Como foi o lançamento no Brasil? Vocês pretendem lançar outros serviços aqui, como a possibilidade de transferir do Brasil para outros países?

Por enquanto, não estamos planejando o serviço de enviar dinheiro do Brasil para outros países, apenas dos países desenvolvidos para o Brasil. Temos uma boa razão para isso: por enquanto, estamos focando nos maiores corredores das remessas. Só para se ter uma ideia, no ano passado, brasileiros enviaram do exterior para o Brasil um pouco mais de US$ 4,2 bilhões. E esse fluxo tem aumentado.

E qual o maior mercado para a Zepz na América Latina no momento? Para o mercado em geral, o México é a maior oportunidade. Para ter uma ideia de quão grande é, estamos falando em US$ 58 bilhões, enviados principalmente dos Estados Unidos para o México. Ou seja, os mexicanos fora do país enviam ao México mais de US$ 1 bilhão por semana.

Para nós, estamos tendo uma tração muito boa também na Colômbia, onde, neste momento, temos um pouco mais de 4% de participação de mercado e estamos crescendo significativamente. Estamos focados na tendência de digitalização do país para fornecer uma forma mais barata e mais rápida de enviar dinheiro.

Como é a concorrência nesse mercado de remessas internacionais? Como é competir com players mais tradicionais, como a Western Union ou os grandes bancos?

Para enviar dinheiro pelos players tradicionais, você precisa ir até uma loja física e depositar o dinheiro. Você gasta tempo fazendo isso. Com a SendWave, só é preciso baixar o app e, de forma bastante automática, o dinheiro é descontado tanto do seu cartão de débito ou do seu cartão de crédito, e é depositado quase automaticamente onde você quiser no Brasil.

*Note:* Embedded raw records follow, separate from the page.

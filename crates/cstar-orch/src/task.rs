//! Live-execution records: process handles and tasks.

use std::path::PathBuf;

use serde::{Deserialize, Serialize};

use cstar_core::{Status, Step};

/// Backend identity of a submitted task.
///
/// Handles are serialized into the durable submission store, so every
/// variant must round-trip through serde. The variant tag doubles as the
/// launcher class that produced the handle.
#[derive(Debug, Clone, PartialEq, Serialize, Deserialize)]
#[serde(tag = "kind", rename_all = "snake_case")]
pub enum Handle {
    /// A detached local process.
    Local {
        pid: String,
        /// Process creation time as a posix timestamp (seconds).
        create_time: f64,
        /// File holding the wrapper's exit code once the command ends.
        status_file: PathBuf,
        /// File capturing stdout+stderr.
        output_file: PathBuf,
    },
    /// A batch-scheduler job.
    Slurm {
        job_id: String,
        #[serde(default, skip_serializing_if = "Option::is_none")]
        job_name: Option<String>,
    },
    /// A managed-service task.
    Managed {
        task_id: String,
        #[serde(default, skip_serializing_if = "Option::is_none")]
        job_name: Option<String>,
    },
}

impl Handle {
    /// The backend-identifying id string (process id or job id).
    pub fn pid(&self) -> &str {
        match self {
            Self::Local { pid, .. } => pid,
            Self::Slurm { job_id, .. } => job_id,
            Self::Managed { task_id, .. } => task_id,
        }
    }
}

/// A launched step: the step record, its current status, and the handle
/// identifying the backing process.
#[derive(Debug, Clone, PartialEq, Serialize, Deserialize)]
pub struct Task {
    pub status: Status,
    pub step: Step,
    pub handle: Handle,
}

impl Task {
    pub fn new(step: Step, handle: Handle, status: Status) -> Self {
        Self {
            status,
            step,
            handle,
        }
    }

    /// The owning step's name.
    pub fn name(&self) -> &str {
        &self.step.name
    }
}

#[cfg(test)]
mod tests {
    use super::*;

    #[test]
    fn handle_round_trips_through_json() {
        let handle = Handle::Slurm {
            job_id: "123456".to_string(),
            job_name: Some("step-a".to_string()),
        };
        let encoded = serde_json::to_string(&handle).unwrap();
        let decoded: Handle = serde_json::from_str(&encoded).unwrap();
        assert_eq!(handle, decoded);
        assert!(encoded.contains("\"kind\":\"slurm\""));
    }

    #[test]
    fn local_handle_round_trips() {
        let handle = Handle::Local {
            pid: "4242".to_string(),
            create_time: 1_700_000_000.25,
            status_file: PathBuf::from("/state/run/a/logs/a.status"),
            output_file: PathBuf::from("/state/run/a/logs/a.out"),
        };
        let encoded = serde_json::to_string(&handle).unwrap();
        let decoded: Handle = serde_json::from_str(&encoded).unwrap();
        assert_eq!(handle, decoded);
    }

    #[test]
    fn pid_exposes_backend_id() {
        let handle = Handle::Managed {
            task_id: "f3b2".to_string(),
            job_name: None,
        };
        assert_eq!(handle.pid(), "f3b2");
    }
}
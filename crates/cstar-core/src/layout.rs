//! Per-run filesystem layout.
//!
//! All artifacts for a run live under `<state_home>/<run_id>/`:
//!
//! ```text
//! <state_home>/<run_id>/
//!   blueprint.yaml                      # copy of the original
//!   <workplan-name>-host.yaml           # emitted, possibly transformed
//!   state.db                            # durable submission cache
//!   <step-name>/work/script.sh          # per-step artifacts
//!   <step-name>/logs/<step-name>.out    # captured stdout+stderr
//!   <step-name>/logs/<step-name>.status # local launcher exit code
//! ```

use std::path::{Path, PathBuf};

use crate::env;
use crate::slug::slugify;

/// Paths for a single run's artifacts.
#[derive(Debug, Clone, PartialEq, Eq)]
pub struct RunLayout {
    root: PathBuf,
}

impl RunLayout {
    /// Layout rooted at `<state_home>/<run_id>/`.
    pub fn new(state_home: &Path, run_id: &str) -> Self {
        Self {
            root: state_home.join(slugify(run_id)),
        }
    }

    /// Layout for the current environment's state home and run id.
    pub fn from_env() -> Result<Self, env::EnvError> {
        let run_id = env::run_id()?;
        Ok(Self::new(&env::state_home(), &run_id))
    }

    pub fn root(&self) -> &Path {
        &self.root
    }

    /// Copy of the original blueprint made at run preparation.
    pub fn blueprint_copy(&self) -> PathBuf {
        self.root.join("blueprint.yaml")
    }

    /// The emitted (possibly transformed) workplan for this run.
    pub fn host_workplan(&self, workplan_name: &str) -> PathBuf {
        self.root
            .join(format!("{}-host.yaml", slugify(workplan_name)))
    }

    /// The durable submission cache database.
    pub fn state_db(&self) -> PathBuf {
        self.root.join("state.db")
    }

    /// Per-step working directory (scripts, scratch files).
    pub fn step_work_dir(&self, step_name: &str) -> PathBuf {
        self.root.join(slugify(step_name)).join("work")
    }

    /// Per-step log directory.
    pub fn step_logs_dir(&self, step_name: &str) -> PathBuf {
        self.root.join(slugify(step_name)).join("logs")
    }

    /// The script artifact submitted for a step.
    pub fn step_script(&self, step_name: &str) -> PathBuf {
        self.step_work_dir(step_name).join("script.sh")
    }

    /// Captured stdout+stderr for a step.
    pub fn step_output(&self, step_name: &str) -> PathBuf {
        self.step_logs_dir(step_name)
            .join(format!("{}.out", slugify(step_name)))
    }

    /// Exit-code file written by the local launcher's wrapper.
    pub fn step_status(&self, step_name: &str) -> PathBuf {
        self.step_logs_dir(step_name)
            .join(format!("{}.status", slugify(step_name)))
    }

    /// Create the run root and the per-step directories for a step.
    pub fn ensure_step_dirs(&self, step_name: &str) -> std::io::Result<()> {
        std::fs::create_dir_all(self.step_work_dir(step_name))?;
        std::fs::create_dir_all(self.step_logs_dir(step_name))?;
        Ok(())
    }
}

#[cfg(test)]
mod tests {
    use super::*;

    fn layout() -> RunLayout {
        RunLayout::new(Path::new("/state"), "My Run")
    }

    #[test]
    fn root_is_slugged_run_id_under_state_home() {
        assert_eq!(layout().root(), Path::new("/state/my-run"));
    }

    #[test]
    fn host_workplan_name_follows_convention() {
        assert_eq!(
            layout().host_workplan("Linear Plan"),
            PathBuf::from("/state/my-run/linear-plan-host.yaml")
        );
    }

    #[test]
    fn step_paths_follow_convention() {
        let l = layout();
        assert_eq!(
            l.step_script("Step A"),
            PathBuf::from("/state/my-run/step-a/work/script.sh")
        );
        assert_eq!(
            l.step_output("Step A"),
            PathBuf::from("/state/my-run/step-a/logs/step-a.out")
        );
        assert_eq!(
            l.step_status("Step A"),
            PathBuf::from("/state/my-run/step-a/logs/step-a.status")
        );
    }

    #[test]
    fn state_db_lives_at_run_root() {
        assert_eq!(layout().state_db(), PathBuf::from("/state/my-run/state.db"));
    }

    #[test]
    fn ensure_step_dirs_creates_tree() {
        let dir = tempfile::TempDir::new().unwrap();
        let l = RunLayout::new(dir.path(), "run");
        l.ensure_step_dirs("a").unwrap();
        assert!(l.step_work_dir("a").is_dir());
        assert!(l.step_logs_dir("a").is_dir());
    }
}
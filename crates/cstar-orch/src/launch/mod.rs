//! Launcher contract and its reference implementations.
//!
//! A launcher owns the submit/query/cancel lifecycle against one
//! backend. Submissions are idempotent per `(run_id, step_name, submit)`
//! via the durable store; handles are stable across process restarts
//! within the same run id, which is what makes resume work.

pub mod local;
pub mod managed;
pub mod slurm;

use async_trait::async_trait;
use thiserror::Error;

use cstar_core::env::EnvError;
use cstar_core::serialization::SerializationError;
use cstar_core::{LauncherKind, Status, Step};

use crate::convert::ConvertError;
use crate::store::StoreError;
use crate::task::{Handle, Task};

#[derive(Debug, Error)]
pub enum LaunchError {
    /// The backend rejected a submission. The node becomes `Failed`.
    #[error("submission rejected for step `{step}`: {reason}")]
    Submit { step: String, reason: String },
    /// A transient failure observing status; retried next cycle.
    #[error("status query failed for `{pid}`: {reason}")]
    Query { pid: String, reason: String },
    #[error("handle kind mismatch: expected a {expected} handle")]
    WrongHandle { expected: &'static str },
    #[error(transparent)]
    Config(#[from] EnvError),
    #[error(transparent)]
    Convert(#[from] ConvertError),
    #[error(transparent)]
    Store(#[from] StoreError),
    #[error(transparent)]
    Serialization(#[from] SerializationError),
    #[error("io error: {0}")]
    Io(#[from] std::io::Error),
}

/// Contract required to drive tasks on a compute backend.
#[async_trait]
pub trait Launcher: Send + Sync {
    /// The launcher class, used for converter lookup and env gating.
    fn kind(&self) -> LauncherKind;

    /// Submit a step, given the handles of its already-submitted
    /// dependencies. Returns a `Submitted` task with a backend handle.
    ///
    /// A cached hit for `(run_id, step_name, submit)` returns the prior
    /// handle without re-submitting.
    async fn launch(&self, step: &Step, dependencies: &[Handle]) -> Result<Task, LaunchError>;

    /// Map the backend's current state for a handle into the canonical
    /// status lattice. Safe to call at any rate.
    async fn query_status(&self, step: &Step, handle: &Handle) -> Result<Status, LaunchError>;

    /// Best-effort termination. On success the returned task carries
    /// `Cancelled`; on failure the attempt is logged and the task is
    /// returned unchanged. Never errors.
    async fn cancel(&self, task: Task) -> Task;
}

#[cfg(test)]
mod tests {
    use super::*;

    #[test]
    fn launch_error_messages_name_the_step() {
        let err = LaunchError::Submit {
            step: "a".to_string(),
            reason: "queue unavailable".to_string(),
        };
        assert_eq!(
            err.to_string(),
            "submission rejected for step `a`: queue unavailable"
        );
    }
}
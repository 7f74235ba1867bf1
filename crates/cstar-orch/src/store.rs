//! Durable per-run state.
//!
//! The store makes submission idempotent across orchestrator restarts:
//! the first successful submit for a `(run_id, step_name, phase)` key is
//! recorded, and every later submit with the same key gets the original
//! handle back instead of creating a second backend job. It also keeps
//! the latest observed status per step for `workplan status`.

use std::path::Path;

use chrono::Utc;
use sqlx::{sqlite::SqlitePoolOptions, Pool, Row, Sqlite};
use thiserror::Error;
use tracing::debug;

use cstar_core::Status;

use crate::task::Handle;

/// Phases recorded in the submission cache.
#[derive(Debug, Clone, Copy, PartialEq, Eq)]
pub enum Phase {
    Submit,
    Query,
}

impl Phase {
    pub fn as_str(&self) -> &'static str {
        match self {
            Self::Submit => "submit",
            Self::Query => "query",
        }
    }
}

/// The composite cache key: `<run_id>_<step_name>_<phase>`.
pub fn cache_key(run_id: &str, step_name: &str, phase: Phase) -> String {
    format!("{run_id}_{step_name}_{}", phase.as_str())
}

#[derive(Debug, Error)]
pub enum StoreError {
    #[error("database error: {0}")]
    Database(#[from] sqlx::Error),
    #[error("serialization error: {0}")]
    Serialization(#[from] serde_json::Error),
    #[error("unknown status `{0}` recorded for run")]
    UnknownStatus(String),
}

pub type Result<T> = std::result::Result<T, StoreError>;

/// Sqlite-backed run state.
#[derive(Debug)]
pub struct StateStore {
    pool: Pool<Sqlite>,
}

impl StateStore {
    /// Open (or create) the database at the given path.
    pub async fn open(db_path: &Path) -> Result<Self> {
        if let Some(parent) = db_path.parent() {
            std::fs::create_dir_all(parent).ok();
        }

        let db_url = format!("sqlite://{}?mode=rwc", db_path.display());
        let pool = SqlitePoolOptions::new()
            .max_connections(5)
            .connect(&db_url)
            .await?;

        sqlx::query("PRAGMA journal_mode = WAL")
            .execute(&pool)
            .await?;

        let store = Self { pool };
        store.migrate_embedded().await?;
        Ok(store)
    }

    /// Apply the embedded schema, tolerating re-runs.
    async fn migrate_embedded(&self) -> Result<()> {
        let migrations = [include_str!("../../../migrations/0001_init.sql")];

        for migration_sql in migrations {
            let cleaned: String = migration_sql
                .lines()
                .filter(|line| !line.trim().starts_with("--"))
                .collect::<Vec<_>>()
                .join("\n");

            for statement in cleaned.split(';') {
                let trimmed = statement.trim();
                if !trimmed.is_empty() {
                    sqlx::query(trimmed).execute(&self.pool).await?;
                }
            }
        }
        Ok(())
    }

    /// Record a submission, returning the handle that won the key.
    ///
    /// First write wins: if the key already holds a handle, that handle
    /// is returned and the new one is discarded.
    pub async fn record_submission(
        &self,
        run_id: &str,
        step_name: &str,
        phase: Phase,
        handle: &Handle,
    ) -> Result<Handle> {
        let handle_json = serde_json::to_string(handle)?;
        let now = Utc::now().timestamp_millis();

        sqlx::query(
            "INSERT OR IGNORE INTO submissions (run_id, step_name, phase, handle_json, created_at) \
             VALUES (?1, ?2, ?3, ?4, ?5)",
        )
        .bind(run_id)
        .bind(step_name)
        .bind(phase.as_str())
        .bind(&handle_json)
        .bind(now)
        .execute(&self.pool)
        .await?;

        let stored = self
            .cached_submission(run_id, step_name, phase)
            .await?
            .unwrap_or_else(|| handle.clone());
        Ok(stored)
    }

    /// Look up a previously recorded handle.
    pub async fn cached_submission(
        &self,
        run_id: &str,
        step_name: &str,
        phase: Phase,
    ) -> Result<Option<Handle>> {
        debug!(key = %cache_key(run_id, step_name, phase), "cache check");

        let row = sqlx::query(
            "SELECT handle_json FROM submissions \
             WHERE run_id = ?1 AND step_name = ?2 AND phase = ?3",
        )
        .bind(run_id)
        .bind(step_name)
        .bind(phase.as_str())
        .fetch_optional(&self.pool)
        .await?;

        match row {
            Some(row) => {
                let handle_json: String = row.get("handle_json");
                Ok(Some(serde_json::from_str(&handle_json)?))
            }
            None => Ok(None),
        }
    }

    /// Upsert the latest observed status for a step.
    pub async fn record_observation(
        &self,
        run_id: &str,
        step_name: &str,
        status: Status,
    ) -> Result<()> {
        let now = Utc::now().timestamp_millis();
        sqlx::query(
            "INSERT INTO observations (run_id, step_name, status, observed_at) \
             VALUES (?1, ?2, ?3, ?4) \
             ON CONFLICT (run_id, step_name) \
             DO UPDATE SET status = excluded.status, observed_at = excluded.observed_at",
        )
        .bind(run_id)
        .bind(step_name)
        .bind(status.as_str())
        .bind(now)
        .execute(&self.pool)
        .await?;
        Ok(())
    }

    /// The latest observed status per step for a run.
    pub async fn observations(
        &self,
        run_id: &str,
    ) -> Result<std::collections::BTreeMap<String, Status>> {
        let rows = sqlx::query(
            "SELECT step_name, status FROM observations WHERE run_id = ?1 ORDER BY step_name",
        )
        .bind(run_id)
        .fetch_all(&self.pool)
        .await?;

        let mut out = std::collections::BTreeMap::new();
        for row in rows {
            let step_name: String = row.get("step_name");
            let raw: String = row.get("status");
            let status = Status::parse(&raw).ok_or(StoreError::UnknownStatus(raw))?;
            out.insert(step_name, status);
        }
        Ok(out)
    }
}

O outro aspecto é que, como estamos nos concentrando apenas nas transferências digitais, conseguimos ser mais eficientes. Temos orgulho disso porque realmente queremos que as famílias trabalhadoras que migraram gastem menos dinheiro e tempo para ajudar suas famílias em seu país de origem.

Você mencionou o exemplo dos imigrantes que enviam dinheiro às suas famílias nos seus países de origem. Tanto a Sendwave quanto a WorldRemmit focam nisso. Por quê? Esta é a maior oportunidade dentro do mercado de transferências internacionais?

Originalmente, quando a empresa foi criada, tínhamos a missão de tornar as transferências internacionais seguras e mais baratas para os migrantes. Estamos muito focados nisso. Há um mercado crescente de, por exemplo, empresas estrangeiras que contratam latino-americanos com trabalho remoto. Neste ponto, tomamos a decisão de não mudar nosso foco. Esse espaço tem outras complexidades em termos de combate à lavagem de dinheiro, compliance e muitas outras questões importantes. Sentimos que ajudar a facilitar as transferências de pessoa para pessoa é um desafio tão grande que queremos ser os melhores nisso. E, depois disso, talvez em alguns anos, decidiremos iniciar as transferências de empresas para pessoas. Mas, por enquanto, estamos muito focados nas transferências de pessoa para pessoa. Estamos com os olhos bem abertos, porém muito focados.

Na sua opinião, em relação ao dinheiro e à digitalização, qual foi o principal avanço que o mundo fez até agora?

O primeiro é a velocidade. Historicamente, para você conseguir fazer uma transferência internacional, poderia levar de três a cinco dias, dependendo do país. Agora, pelo menos por meio de qualquer uma de nossas marcas, na maioria dos países da América Latina, você pode fazer sua transferência no mesmo dia. E, para países específicos, como Brasil e Colômbia, você recebe o dinheiro em minutos. O segundo aspecto é a facilidade. Basta baixar um aplicativo, fazer o cadastro e pronto. E o terceiro ponto, e isso é muito específico de alguns países como o Brasil, é o fato de que não é preciso esperar a abertura dos bancos. E isso eu acho fantástico. Você pode enviar o dinheiro em um domingo e não terá de esperar até segunda-feira.